In order to investigate whether the thyroid gland, an organ of endodermal origin, is affected in CF, thyroid metabolism was investigated in CF patients ranging in age from 1 to 20 years. Serum T4, T3, TSH, rT3 conc. as well as T3 in vitro uptake % were compared to the values elicited in a large group of healthy Israeli children in the same age range. The mean serum T4 conc. in CF patients (n=24) was 8.7±0.3 μg/dl (mean±SEM), and thus was not different from the mean of 8.8±0.1 in the normals (n=261). Serum T3 conc. were 170±7 ng/dl compared to 166±2 (n=213).
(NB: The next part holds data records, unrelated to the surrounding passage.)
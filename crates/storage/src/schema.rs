//! SQLite schema.

use rusqlite::Connection;

/// Create every table and index if missing.
pub fn init_schema(conn: &Connection) -> rusqlite::Result<()> {
    // Research actions (append-only, in emission order)
    conn.execute(
        "CREATE TABLE IF NOT EXISTS research_actions (
            action_id INTEGER PRIMARY KEY,
            analyst_id INTEGER NOT NULL,
            security_id TEXT NOT NULL,
            idea_analyst INTEGER NOT NULL,
            idea_seq INTEGER NOT NULL,
            action_type TEXT NOT NULL,
            timestamp TEXT NOT NULL,
            confidence REAL NOT NULL,
            stage TEXT NOT NULL,
            target_price REAL,
            payload_json TEXT NOT NULL
        )",
        [],
    )?;
    conn.execute(
        "CREATE INDEX IF NOT EXISTS idx_actions_analyst ON research_actions(analyst_id, timestamp)",
        [],
    )?;
    conn.execute(
        "CREATE INDEX IF NOT EXISTS idx_actions_security ON research_actions(security_id, timestamp)",
        [],
    )?;

    // Evaluated forecasts; one row per (action, horizon)
    conn.execute(
        "CREATE TABLE IF NOT EXISTS performance_records (
            record_id INTEGER PRIMARY KEY,
            action_id INTEGER NOT NULL,
            analyst_id INTEGER NOT NULL,
            security_id TEXT NOT NULL,
            action_type TEXT NOT NULL,
            issued_at TEXT NOT NULL,
            evaluated_at TEXT NOT NULL,
            horizon_days INTEGER NOT NULL,
            predicted REAL NOT NULL,
            realized REAL NOT NULL,
            reference REAL NOT NULL,
            forecast_error REAL NOT NULL,
            realized_return REAL NOT NULL,
            direction_correct INTEGER,
            accuracy REAL NOT NULL,
            UNIQUE(action_id, horizon_days)
        )",
        [],
    )?;
    conn.execute(
        "CREATE INDEX IF NOT EXISTS idx_records_analyst ON performance_records(analyst_id)",
        [],
    )?;

    conn.execute(
        "CREATE TABLE IF NOT EXISTS incidents (
            id INTEGER PRIMARY KEY AUTOINCREMENT,
            tick INTEGER NOT NULL,
            analyst_id INTEGER NOT NULL,
            at TEXT NOT NULL,
            detail_json TEXT NOT NULL
        )",
        [],
    )?;

    conn.execute(
        "CREATE TABLE IF NOT EXISTS run_summaries (
            id INTEGER PRIMARY KEY AUTOINCREMENT,
            seed INTEGER NOT NULL,
            total_actions INTEGER NOT NULL,
            action_log_hash TEXT NOT NULL,
            summary_json TEXT NOT NULL
        )",
        [],
    )?;

    Ok(())
}
//! Coverage policy: how many ideas an analyst carries at once.

use serde::{Deserialize, Serialize};

use crate::error::{Result, ValidationError, check_unit};

const COMPONENT: &str = "coverage";

/// Declarative coverage parameters.
#[derive(Debug, Clone, PartialEq, Serialize, Deserialize)]
#[serde(default)]
pub struct CoverageParams {
    /// Hard cap on simultaneously open (non-terminal) ideas.
    pub max_active_coverage: usize,
    /// Comfortable working size; appetite for new ideas drops beyond it.
    pub ideal_coverage_size: usize,
    /// 0.0 = breadth (many shallow ideas), 1.0 = depth (few deep ideas).
    pub depth_vs_breadth_preference: f64,
    /// Maximum share of `max_active_coverage` that may sit in one sector.
    pub sector_concentration_limit: f64,
}

impl Default for CoverageParams {
    fn default() -> Self {
        Self {
            max_active_coverage: 20,
            ideal_coverage_size: 15,
            depth_vs_breadth_preference: 0.5,
            sector_concentration_limit: 0.6,
        }
    }
}

/// Validated coverage policy.
#[derive(Debug, Clone, PartialEq, Serialize, Deserialize)]
#[serde(try_from = "CoverageParams", into = "CoverageParams")]
pub struct CoverageBehavior {
    params: CoverageParams,
}

impl CoverageBehavior {
    pub fn new(params: CoverageParams) -> Result<Self> {
        if params.max_active_coverage == 0 {
            return Err(ValidationError::new(
                COMPONENT,
                "max_active_coverage",
                params.max_active_coverage,
                "must be >= 1",
            ));
        }
        if params.ideal_coverage_size == 0 || params.ideal_coverage_size > params.max_active_coverage
        {
            return Err(ValidationError::new(
                COMPONENT,
                "ideal_coverage_size",
                params.ideal_coverage_size,
                format!("must be within 1..={}", params.max_active_coverage),
            ));
        }
        check_unit(
            COMPONENT,
            "depth_vs_breadth_preference",
            params.depth_vs_breadth_preference,
        )?;
        let limit = params.sector_concentration_limit;
        if !(limit > 0.0 && limit <= 1.0) {
            return Err(ValidationError::new(
                COMPONENT,
                "sector_concentration_limit",
                limit,
                "must be within (0, 1]",
            ));
        }
        Ok(Self { params })
    }

    /// Build with just the two size parameters, defaults elsewhere.
    pub fn with_sizes(max_active_coverage: usize, ideal_coverage_size: usize) -> Result<Self> {
        Self::new(CoverageParams {
            max_active_coverage,
            ideal_coverage_size,
            ..Default::default()
        })
    }

    pub fn params(&self) -> &CoverageParams {
        &self.params
    }

    pub fn max_active_coverage(&self) -> usize {
        self.params.max_active_coverage
    }

    pub fn ideal_coverage_size(&self) -> usize {
        self.params.ideal_coverage_size
    }

    pub fn depth_preference(&self) -> f64 {
        self.params.depth_vs_breadth_preference
    }

    /// Capacity predicate consulted before every new idea.
    pub fn has_capacity(&self, active_ideas: usize) -> bool {
        active_ideas < self.params.max_active_coverage
    }

    /// Willingness (0.0 to 1.0) to open another idea at the current load.
    pub fn new_idea_appetite(&self, active_ideas: usize) -> f64 {
        if !self.has_capacity(active_ideas) {
            return 0.0;
        }
        let depth = self.params.depth_vs_breadth_preference;
        let ideal = self.params.ideal_coverage_size as f64;
        let active = active_ideas as f64;
        if active_ideas < self.params.ideal_coverage_size {
            1.0 - 0.5 * depth * (active / ideal)
        } else {
            let max = self.params.max_active_coverage as f64;
            (1.0 - depth) * (max - active) / (max - ideal + 1.0)
        }
    }

    /// Maximum number of open ideas allowed in a single sector.
    pub fn sector_cap(&self) -> usize {
        let cap = (self.params.sector_concentration_limit * self.params.max_active_coverage as f64)
            .ceil() as usize;
        cap.max(1)
    }

    /// Whether one more idea in a sector that already holds `in_sector` fits.
    pub fn within_sector_limit(&self, in_sector: usize) -> bool {
        in_sector < self.sector_cap()
    }
}

impl TryFrom<CoverageParams> for CoverageBehavior {
    type Error = ValidationError;

    fn try_from(params: CoverageParams) -> Result<Self> {
        Self::new(params)
    }
}

impl From<CoverageBehavior> for CoverageParams {
    fn from(behavior: CoverageBehavior) -> Self {
        behavior.params
    }
}

#[cfg(test)]
mod tests {
    use super::*;

    #[test]
    fn test_capacity_predicate() {
        let coverage = CoverageBehavior::with_sizes(3, 2).unwrap();
        assert!(coverage.has_capacity(0));
        assert!(coverage.has_capacity(2));
        assert!(!coverage.has_capacity(3));
        assert_eq!(coverage.new_idea_appetite(3), 0.0);
    }

    #[test]
    fn test_appetite_declines_with_load() {
        let coverage = CoverageBehavior::new(CoverageParams {
            max_active_coverage: 10,
            ideal_coverage_size: 6,
            depth_vs_breadth_preference: 0.8,
            sector_concentration_limit: 1.0,
        })
        .unwrap();
        let mut last = f64::INFINITY;
        for active in 0..=10 {
            let appetite = coverage.new_idea_appetite(active);
            assert!((0.0..=1.0).contains(&appetite));
            assert!(appetite <= last);
            last = appetite;
        }
    }

    #[test]
    fn test_sector_limit() {
        let coverage = CoverageBehavior::new(CoverageParams {
            max_active_coverage: 10,
            ideal_coverage_size: 5,
            depth_vs_breadth_preference: 0.5,
            sector_concentration_limit: 0.3,
        })
        .unwrap();
        assert_eq!(coverage.sector_cap(), 3);
        assert!(coverage.within_sector_limit(2));
        assert!(!coverage.within_sector_limit(3));
    }

    #[test]
    fn test_rejects_ideal_above_max() {
        let err = CoverageBehavior::with_sizes(5, 8).unwrap_err();
        assert_eq!(err.parameter, "ideal_coverage_size");
        assert!(CoverageBehavior::with_sizes(0, 0).is_err());
    }
}
//! Idempotent outcome scheduler.
//!
//! Pending evaluations are kept ordered by `(due_at, analyst, action)` so
//! that draining due work is deterministic. Each `(action, horizon)` pair is
//! remembered once evaluated; a second evaluation is a no-op.

use std::collections::{BTreeMap, BTreeSet};

use chrono::Duration;
use types::{ActionId, AnalystId, RecordId, Timestamp};

use crate::error::{PerformanceError, Result};
use crate::record::{PendingEvaluation, PerformanceRecord};

type DueKey = (Timestamp, AnalystId, ActionId, u32);

/// Result of draining every evaluation due at a point in time.
#[derive(Debug, Default)]
pub struct EvaluationBatch {
    /// New records, in due order.
    pub records: Vec<PerformanceRecord>,
    /// Evaluations whose realized value was unavailable.
    pub gaps: Vec<PendingEvaluation>,
}

#[derive(Debug, Clone, Default)]
pub struct OutcomeScheduler {
    pending: BTreeMap<DueKey, PendingEvaluation>,
    evaluated: BTreeSet<(ActionId, u32)>,
    records: Vec<PerformanceRecord>,
    next_record_id: u64,
}

impl OutcomeScheduler {
    pub fn new() -> Self {
        Self::default()
    }

    /// Schedule `pending`. Its `due_at` is derived from `issued_at` and the horizon.
    pub fn schedule(&mut self, mut pending: PendingEvaluation) -> Result<()> {
        let pair = (pending.action_id, pending.horizon_days);
        let key = (
            pending.issued_at + Duration::days(i64::from(pending.horizon_days)),
            pending.analyst_id,
            pending.action_id,
            pending.horizon_days,
        );
        if self.evaluated.contains(&pair) || self.pending.contains_key(&key) {
            return Err(PerformanceError::AlreadyScheduled {
                action: pending.action_id,
                horizon_days: pending.horizon_days,
            });
        }
        pending.due_at = key.0;
        self.pending.insert(key, pending);
        Ok(())
    }

    pub fn pending_len(&self) -> usize {
        self.pending.len()
    }

    pub fn pending(&self) -> impl Iterator<Item = &PendingEvaluation> {
        self.pending.values()
    }

    /// Earliest due time among pending evaluations.
    pub fn next_due(&self) -> Option<Timestamp> {
        self.pending.keys().next().map(|k| k.0)
    }

    pub fn records(&self) -> &[PerformanceRecord] {
        &self.records
    }

    pub fn is_evaluated(&self, action: ActionId, horizon_days: u32) -> bool {
        self.evaluated.contains(&(action, horizon_days))
    }

    /// Evaluate one forecast against its realized value.
    ///
    /// Returns `Ok(None)` if this `(action, horizon)` has already produced a
    /// record. Evaluating before the horizon has elapsed is an error and
    /// leaves the scheduler untouched.
    pub fn evaluate(
        &mut self,
        pending: &PendingEvaluation,
        realized: f64,
        now: Timestamp,
    ) -> Result<Option<PerformanceRecord>> {
        if now < pending.due_at {
            return Err(PerformanceError::NotDue {
                action: pending.action_id,
                horizon_days: pending.horizon_days,
                due_at: pending.due_at,
                now,
            });
        }
        if !realized.is_finite() {
            return Err(PerformanceError::InvalidOutcome {
                action: pending.action_id,
                value: realized,
            });
        }
        if !self
            .evaluated
            .insert((pending.action_id, pending.horizon_days))
        {
            return Ok(None);
        }
        self.pending.remove(&(
            pending.due_at,
            pending.analyst_id,
            pending.action_id,
            pending.horizon_days,
        ));

        self.next_record_id += 1;
        let record =
            PerformanceRecord::evaluate(RecordId(self.next_record_id), pending, realized, now);
        self.records.push(record.clone());
        Ok(Some(record))
    }

    /// Evaluate everything due at or before `now`.
    ///
    /// `realized` looks up the outcome for a pending evaluation; `None`
    /// marks a data gap and the evaluation is dropped into
    /// [`EvaluationBatch::gaps`] without producing a record.
    pub fn evaluate_due<F>(&mut self, now: Timestamp, mut realized: F) -> EvaluationBatch
    where
        F: FnMut(&PendingEvaluation) -> Option<f64>,
    {
        let mut batch = EvaluationBatch::default();
        let due: Vec<DueKey> = self
            .pending
            .range(..=(now, AnalystId(u64::MAX), ActionId(u64::MAX), u32::MAX))
            .map(|(k, _)| *k)
            .collect();

        for key in due {
            let Some(pending) = self.pending.remove(&key) else {
                continue;
            };
            match realized(&pending).filter(|v| v.is_finite()) {
                Some(value) => {
                    if let Ok(Some(record)) = self.evaluate(&pending, value, now) {
                        batch.records.push(record);
                    }
                }
                None => {
                    self.evaluated
                        .insert((pending.action_id, pending.horizon_days));
                    batch.gaps.push(pending);
                }
            }
        }
        batch
    }
}

#[cfg(test)]
mod tests {
    use super::*;
    use crate::record::Forecast;
    use chrono::TimeZone;
    use chrono::Utc;
    use types::{ActionType, Field, IdeaId};

    fn t0() -> Timestamp {
        Utc.with_ymd_and_hms(2023, 1, 2, 16, 0, 0).unwrap()
    }

    fn pending(action: u64, analyst: u64, horizon_days: u32) -> PendingEvaluation {
        PendingEvaluation {
            action_id: ActionId(action),
            analyst_id: AnalystId(analyst),
            idea_id: IdeaId::new(AnalystId(analyst), 1),
            security_id: "SEC001".into(),
            action_type: ActionType::TargetPriceRevision,
            issued_at: t0(),
            due_at: t0(),
            horizon_days,
            forecast: Forecast::new(Field::Price, 105.0, 100.0),
        }
    }

    #[test]
    fn test_schedule_sets_due_time() {
        let mut scheduler = OutcomeScheduler::new();
        scheduler.schedule(pending(1, 1, 90)).unwrap();
        assert_eq!(scheduler.next_due(), Some(t0() + Duration::days(90)));
        assert!(matches!(
            scheduler.schedule(pending(1, 1, 90)),
            Err(PerformanceError::AlreadyScheduled { .. })
        ));
    }

    #[test]
    fn test_not_due_is_rejected() {
        let mut scheduler = OutcomeScheduler::new();
        scheduler.schedule(pending(1, 1, 90)).unwrap();
        let p = scheduler.pending().next().cloned().unwrap();
        let early = p.due_at - Duration::seconds(1);
        assert!(matches!(
            scheduler.evaluate(&p, 100.0, early),
            Err(PerformanceError::NotDue { .. })
        ));
        assert_eq!(scheduler.pending_len(), 1);
        assert!(scheduler.records().is_empty());
    }

    #[test]
    fn test_evaluation_is_idempotent() {
        let mut scheduler = OutcomeScheduler::new();
        scheduler.schedule(pending(7, 2, 60)).unwrap();
        let p = scheduler.pending().next().cloned().unwrap();

        let first = scheduler.evaluate(&p, 100.0, p.due_at).unwrap();
        let second = scheduler.evaluate(&p, 100.0, p.due_at).unwrap();
        assert!(first.is_some());
        assert!(second.is_none());
        assert_eq!(scheduler.records().len(), 1);
        assert!(scheduler.is_evaluated(ActionId(7), 60));

        // A drained evaluation cannot be rescheduled either.
        assert!(scheduler.schedule(pending(7, 2, 60)).is_err());
    }

    #[test]
    fn test_evaluate_due_orders_and_reports_gaps() {
        let mut scheduler = OutcomeScheduler::new();
        scheduler.schedule(pending(3, 2, 30)).unwrap();
        scheduler.schedule(pending(1, 1, 30)).unwrap();
        scheduler.schedule(pending(2, 1, 90)).unwrap();

        let now = t0() + Duration::days(30);
        let batch = scheduler.evaluate_due(now, |p| {
            (p.analyst_id == AnalystId(1)).then_some(100.0)
        });
        assert_eq!(batch.records.len(), 1);
        assert_eq!(batch.records[0].action_id, ActionId(1));
        assert_eq!(batch.gaps.len(), 1);
        assert_eq!(batch.gaps[0].action_id, ActionId(3));
        assert_eq!(scheduler.pending_len(), 1);

        let again = scheduler.evaluate_due(now, |_| Some(100.0));
        assert!(again.records.is_empty());
        assert!(again.gaps.is_empty());
    }
}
The mean serum TSH (n=21) of 5.0±0.5 μU/ml and the mean T3 U% (n=12) of 25±0.9 were not different from the normals. However, the mean rT3 conc. of 44±8.6 ng/dl (n=12) was significantly (p<0.005) higher than the mean of 17±2.3 (n=20) in the normal children. There was no correlation between the percentile for weight or the severity of the disease as represented by the Shwachman score and the thyroid function. Conclusion: There is apparently no disturbance of the hypothalamic-pituitary-thyroid axis nor in the thyroid binding in the serum of CF patients. The peripheral conversion of T4 to T3 is normal. The increase in rT3 conc. in CF patients suggests that this is not due to malnutrition alone and might be due to chronic hypoxia.